1.golang中使用expoter
import (
"github.com/prometheus/client_golang/prometheus/promhttp"
)
func main(){
http.Handle("/metrics", promhttp.Handler())
}
2.访问expoter内的数据
curl -G "http://192.168.0.88:8080/metrics" > text.txt
数据的格式如下:
# HELP go_info Information about the Go environment.
# TYPE go_info gauge
go_info{version="go1.14.6"} 1
也可以访问GZIP格式的数据:
curl -G -H "User-Agent: Prometheus/2.28.1" -H "Accept: application/openmetrics-text; version=0.0.1,text/plain;version=0.0.4;q=0.5,*/*;q=0.1" -H "Accept-Encoding: gzip" -H "X-Prometheus-Scrape-Timeout-Seconds: 10" "http://192.168.0.88:8080/metrics" > 1.txt.gz
gzip -d 1.txt.gz
GZIP方式仍然是文本,但是压缩比很大。
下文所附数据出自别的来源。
use std::collections::{BTreeMap, BTreeSet};
use std::sync::Arc;
use std::time::Duration;

use futures::future::join_all;
use parking_lot::Mutex;
use serde_json::Value;
use tokio::select;
use tokio::sync::mpsc;
use tracing::{debug, info, warn};

use super::gateway_info::{GatewayInfo, GatewayInfoSource};
use super::handshake_queue::{HANDSHAKE_WINDOW, HandshakeQueue};
use super::partition::partition;
use crate::admin::{AdminCommand, EvalReply};
use crate::errors::GatewayError;
use crate::group::{GroupEvent, GroupSpec};
use crate::shard::{ShardEvent, ShardEventKind};
use crate::worker::{BridgeEvent, BridgeOptions, GroupLauncher, Signal, WorkerBridge};

// -----------------------------------------------------------------------------
// ----- FleetSettings ---------------------------------------------------------

#[derive(Debug, Clone)]
pub struct FleetSettings {
    pub shards_per_group: u32,
    /// Overrides the REST shard suggestion.
    pub total_shards: Option<u32>,
    /// Overrides the REST gateway URL.
    pub gateway_url: Option<String>,
    pub handshake_window: Duration,
    pub bridge: BridgeOptions,
}

impl Default for FleetSettings {
    fn default() -> Self {
        Self {
            shards_per_group: 16,
            total_shards: None,
            gateway_url: None,
            handshake_window: HANDSHAKE_WINDOW,
            bridge: BridgeOptions::default(),
        }
    }
}

// -----------------------------------------------------------------------------
// ----- FleetEvent ------------------------------------------------------------

#[derive(Debug, Clone, PartialEq)]
pub enum FleetEvent {
    Shard { group_id: u32, event: ShardEvent },
    GroupReady { group_id: u32 },
    /// Every group of the current spawn reported ready.
    FleetReady,
    WorkerExited { group_id: u32, expected: bool },
}

// -----------------------------------------------------------------------------
// ----- Orchestrator ----------------------------------------------------------

/// Fleet coordinator: sizes the fleet, launches one worker per group, and
/// owns the only handshake queue.
pub struct Orchestrator {
    settings: FleetSettings,
    info_source: Arc<dyn GatewayInfoSource>,
    launcher: Arc<dyn GroupLauncher>,
    fleet: Arc<Mutex<Fleet>>,
    events_tx: mpsc::UnboundedSender<FleetEvent>,
    events_rx: Mutex<Option<mpsc::UnboundedReceiver<FleetEvent>>>,
}

#[derive(Debug, Clone, Copy)]
struct HandshakeRequest {
    group_id: u32,
    shard_id: u32,
}

#[derive(Default)]
struct Fleet {
    /// Bumped on every spawn; events from older spawns never touch state.
    generation: u64,
    spawned: bool,
    info: Option<GatewayInfo>,
    total_shards: u32,
    groups: Vec<GroupSpec>,
    bridges: BTreeMap<u32, Arc<WorkerBridge>>,
    ready: BTreeSet<u32>,
    queue: Option<HandshakeQueue<HandshakeRequest>>,
}

// -----------------------------------------------------------------------------
// ----- Orchestrator: Static --------------------------------------------------

impl Orchestrator {
    pub fn new(
        settings: FleetSettings,
        info_source: Arc<dyn GatewayInfoSource>,
        launcher: Arc<dyn GroupLauncher>,
    ) -> Self {
        let (events_tx, events_rx) = mpsc::unbounded_channel();
        Self {
            settings,
            info_source,
            launcher,
            fleet: Arc::new(Mutex::new(Fleet::default())),
            events_tx,
            events_rx: Mutex::new(Some(events_rx)),
        }
    }
}

// -----------------------------------------------------------------------------
// ----- Orchestrator: Lifecycle -----------------------------------------------

impl Orchestrator {
    /// Resolve the fleet size and launch every group. Fails with
    /// `AlreadySpawned` until `kill()` ran.
    pub async fn spawn(&self) -> Result<(), GatewayError> {
        let generation = {
            let mut fleet = self.fleet.lock();
            if fleet.spawned {
                return Err(GatewayError::AlreadySpawned);
            }
            fleet.spawned = true;
            fleet.generation += 1;
            fleet.generation
        };

        let result = self.launch(generation).await;
        if result.is_err() {
            self.fleet.lock().spawned = false;
        }
        result
    }

    /// Stop every worker in parallel and wait for all of them. Idempotent.
    pub async fn kill(&self, signal: Signal) {
        let bridges: Vec<Arc<WorkerBridge>> = {
            let mut fleet = self.fleet.lock();
            fleet.spawned = false;
            fleet.queue = None;
            fleet.ready.clear();
            std::mem::take(&mut fleet.bridges).into_values().collect()
        };

        if bridges.is_empty() {
            return;
        }

        info!("stopping {} worker(s) with {signal:?}", bridges.len());
        join_all(bridges.iter().map(|bridge| bridge.kill(signal))).await;
    }

    /// Kill, forget the cached gateway info, and spawn again. The only way the
    /// shard count changes.
    pub async fn respawn(&self, signal: Signal) -> Result<(), GatewayError> {
        self.kill(signal).await;
        self.fleet.lock().info = None;
        self.spawn().await
    }

    /// The fleet event stream. Can be taken once.
    pub fn take_events(&self) -> Option<mpsc::UnboundedReceiver<FleetEvent>> {
        self.events_rx.lock().take()
    }
}

// -----------------------------------------------------------------------------
// ----- Orchestrator: Routing -------------------------------------------------

impl Orchestrator {
    /// Queue a handshake grant for one shard behind the fleet-wide budget.
    pub fn request_handshake(&self, group_id: u32, shard_id: u32) -> Result<(), GatewayError> {
        let queue = self.fleet.lock().queue.clone();
        match queue {
            Some(queue) if queue.push(HandshakeRequest { group_id, shard_id }) => Ok(()),
            _ => Err(GatewayError::NotSpawned),
        }
    }

    pub fn send(&self, shard_id: u32, payload: Value) -> Result<(), GatewayError> {
        self.owner(shard_id)?.send(Some(shard_id), payload)
    }

    pub fn broadcast(&self, payload: Value) -> Result<(), GatewayError> {
        for bridge in self.bridges()? {
            if let Err(err) = bridge.send(None, payload.clone()) {
                warn!("broadcast to group {} failed: {err}", bridge.group_id());
            }
        }
        Ok(())
    }

    pub async fn eval(&self, group_id: u32, command: AdminCommand) -> Result<EvalReply, GatewayError> {
        let bridge = self
            .fleet
            .lock()
            .bridges
            .get(&group_id)
            .cloned()
            .ok_or(GatewayError::NotSpawned)?;
        bridge.eval(command).await
    }

    /// Run `command` in every live group. One result per group, in group
    /// order; a failure in one group leaves the others untouched.
    pub async fn broadcast_eval(
        &self,
        command: AdminCommand,
    ) -> Result<Vec<(u32, Result<EvalReply, GatewayError>)>, GatewayError> {
        let bridges = self.bridges()?;
        let results = join_all(bridges.iter().map(|bridge| {
            let command = command.clone();
            async move { (bridge.group_id(), bridge.eval(command).await) }
        }))
        .await;
        Ok(results)
    }
}

// -----------------------------------------------------------------------------
// ----- Orchestrator: Accessors -----------------------------------------------

impl Orchestrator {
    pub fn groups(&self) -> Vec<GroupSpec> {
        self.fleet.lock().groups.clone()
    }

    pub fn total_shards(&self) -> u32 {
        self.fleet.lock().total_shards
    }

    pub fn ready_groups(&self) -> usize {
        self.fleet.lock().ready.len()
    }

    pub fn is_ready(&self) -> bool {
        let fleet = self.fleet.lock();
        fleet.spawned && !fleet.groups.is_empty() && fleet.ready.len() == fleet.groups.len()
    }

    pub fn is_spawned(&self) -> bool {
        self.fleet.lock().spawned
    }

    pub fn gateway_info(&self) -> Option<GatewayInfo> {
        self.fleet.lock().info.clone()
    }
}

// -----------------------------------------------------------------------------
// ----- Orchestrator: Private -------------------------------------------------

impl Orchestrator {
    async fn launch(&self, generation: u64) -> Result<(), GatewayError> {
        let cached = self.fleet.lock().info.clone();
        let info = match cached {
            Some(info) => info,
            None => self.info_source.fetch().await?,
        };

        let total_shards = self.settings.total_shards.unwrap_or(info.shards).max(1);
        let gateway_url = self
            .settings
            .gateway_url
            .clone()
            .unwrap_or_else(|| info.url.clone());
        let groups = partition(total_shards, self.settings.shards_per_group);
        let max_concurrency = info.session_start_limit.max_concurrency;

        info!(
            "spawning {total_shards} shard(s) in {} group(s), {max_concurrency} handshake(s) per {:?}",
            groups.len(),
            self.settings.handshake_window
        );

        let (bridge_tx, bridge_rx) = mpsc::unbounded_channel();
        let (grant_tx, grant_rx) = mpsc::unbounded_channel();
        let queue = HandshakeQueue::spawn(max_concurrency, self.settings.handshake_window, grant_tx);

        let mut bridges = BTreeMap::new();
        for spec in &groups {
            let launched = WorkerBridge::spawn(
                *spec,
                self.launcher.as_ref(),
                &gateway_url,
                self.settings.bridge,
                bridge_tx.clone(),
            )
            .await;

            match launched {
                Ok(bridge) => {
                    bridges.insert(spec.group_id, Arc::new(bridge));
                }
                Err(err) => {
                    warn!("group {}: launch failed, stopping fleet: {err}", spec.group_id);
                    join_all(bridges.values().map(|b| b.kill(Signal::Kill))).await;
                    return Err(err);
                }
            }
        }
        drop(bridge_tx);

        {
            let mut fleet = self.fleet.lock();
            fleet.info = Some(info);
            fleet.total_shards = total_shards;
            fleet.groups = groups;
            fleet.bridges = bridges;
            fleet.ready.clear();
            fleet.queue = Some(queue.clone());
        }

        tokio::spawn(pump_events(
            generation,
            self.fleet.clone(),
            bridge_rx,
            grant_rx,
            queue,
            self.events_tx.clone(),
        ));
        Ok(())
    }

    fn owner(&self, shard_id: u32) -> Result<Arc<WorkerBridge>, GatewayError> {
        let fleet = self.fleet.lock();
        if !fleet.spawned {
            return Err(GatewayError::NotSpawned);
        }
        fleet
            .bridges
            .values()
            .find(|bridge| bridge.contains(shard_id))
            .cloned()
            .ok_or(GatewayError::NoOwningGroup { shard_id })
    }

    fn bridges(&self) -> Result<Vec<Arc<WorkerBridge>>, GatewayError> {
        let fleet = self.fleet.lock();
        if !fleet.spawned {
            return Err(GatewayError::NotSpawned);
        }
        Ok(fleet.bridges.values().cloned().collect())
    }
}

// -----------------------------------------------------------------------------
// ----- Internal: Event Pump --------------------------------------------------

async fn pump_events(
    generation: u64,
    fleet: Arc<Mutex<Fleet>>,
    mut bridge_rx: mpsc::UnboundedReceiver<BridgeEvent>,
    mut grant_rx: mpsc::UnboundedReceiver<HandshakeRequest>,
    queue: HandshakeQueue<HandshakeRequest>,
    events: mpsc::UnboundedSender<FleetEvent>,
) {
    loop {
        select! {
            // -- Worker traffic --
            event = bridge_rx.recv() => {
                let Some(event) = event else { break };
                on_bridge_event(generation, &fleet, &queue, &events, event);
            }

            // -- Handshake grants leaving the queue --
            grant = grant_rx.recv() => {
                let Some(HandshakeRequest { group_id, shard_id }) = grant else { break };

                let bridge = {
                    let fleet = fleet.lock();
                    (fleet.generation == generation)
                        .then(|| fleet.bridges.get(&group_id).cloned())
                        .flatten()
                };

                match bridge {
                    Some(bridge) => {
                        debug!("group {group_id}: handshake granted for shard {shard_id}");
                        if let Err(err) = bridge.handshake(shard_id) {
                            warn!("group {group_id}: handshake for shard {shard_id} lost: {err}");
                        }
                    }
                    None => debug!("group {group_id}: dropping stale handshake grant"),
                }
            }
        }
    }
    debug!("fleet event pump for spawn {generation} stopped");
}

fn on_bridge_event(
    generation: u64,
    fleet: &Mutex<Fleet>,
    queue: &HandshakeQueue<HandshakeRequest>,
    events: &mpsc::UnboundedSender<FleetEvent>,
    event: BridgeEvent,
) {
    match event {
        BridgeEvent::Group {
            group_id,
            event: GroupEvent::Shard(event),
        } => {
            if event.kind == ShardEventKind::NeedHandshake {
                queue.push(HandshakeRequest {
                    group_id,
                    shard_id: event.shard_id,
                });
            }
            let _ = events.send(FleetEvent::Shard { group_id, event });
        }

        BridgeEvent::Group {
            event: GroupEvent::Ready { group_id },
            ..
        } => {
            let fleet_ready = {
                let mut fleet = fleet.lock();
                if fleet.generation != generation {
                    return;
                }
                fleet.ready.insert(group_id) && fleet.ready.len() == fleet.groups.len()
            };

            info!("group {group_id} ready");
            let _ = events.send(FleetEvent::GroupReady { group_id });
            if fleet_ready {
                info!("fleet ready");
                let _ = events.send(FleetEvent::FleetReady);
            }
        }

        BridgeEvent::Exited {
            group_id, expected, ..
        } => {
            if !expected {
                let mut fleet = fleet.lock();
                if fleet.generation == generation {
                    fleet.bridges.remove(&group_id);
                    fleet.ready.remove(&group_id);
                }
            }
            let _ = events.send(FleetEvent::WorkerExited { group_id, expected });
        }
    }
}

// -----------------------------------------------------------------------------
// -----------------------------------------------------------------------------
测试发现GZIP格式的体积只有文本格式的 15% !
3.源码分析
有几个疑问:存在一个很大的expoter——
1.能不能分段拉取数据?
2.能不能使用二进制格式来缩小体积?
3.会不会在拉取的时候,造成内存暴涨?(在exporter的进程中构造好数据后再发送)
3.1 http handle
client_golang/prometheus/promhttp/http.go
- 入口函数
func Handler() http.Handler {
return InstrumentMetricHandler(
prometheus.DefaultRegisterer, HandlerFor(prometheus.DefaultGatherer, HandlerOpts{}),
)
}
- 在HandlerFor函数中提供处理代码
func HandlerFor(reg prometheus.Gatherer, opts HandlerOpts) http.Handler{
//...
h := http.HandlerFunc(func(rsp http.ResponseWriter, req *http.Request) {
//HTTP回调的主要逻辑
})
}
- 根据请求header来决定输出什么格式:
var contentType expfmt.Format
if opts.EnableOpenMetrics {
contentType = expfmt.NegotiateIncludingOpenMetrics(req.Header)
} else {
contentType = expfmt.Negotiate(req.Header)
}
- 从代码看来,只有三种格式,且都是文本格式(解释了第二个问题)
func Negotiate(h http.Header) Format {
for _, ac := range goautoneg.ParseAccept(h.Get(hdrAccept)) {
ver := ac.Params["version"]
if ac.Type+"/"+ac.SubType == ProtoType && ac.Params["proto"] == ProtoProtocol {
switch ac.Params["encoding"] {
case "delimited":
return FmtProtoDelim
case "text":
return FmtProtoText
case "compact-text":
return FmtProtoCompact
}
}
if ac.Type == "text" && ac.SubType == "plain" && (ver == TextVersion || ver == "") {
return FmtText
}
}
return FmtText
}
- 输出部分的代码
for _, mf := range mfs {
if handleError(enc.Encode(mf)) {
return
}
}
是一边读取一边输出的。
- 解释了第三个问题:不会造成内存暴涨
- 解释了第一个问题:逻辑上不支持分段去拉
展望:
1.尽量不要存在很大的expoter
2.可以把proxy配置到一个很大的expoter上,然后每次拉取只返回一部分metric
3.可以基于树来重新实现expoter的逻辑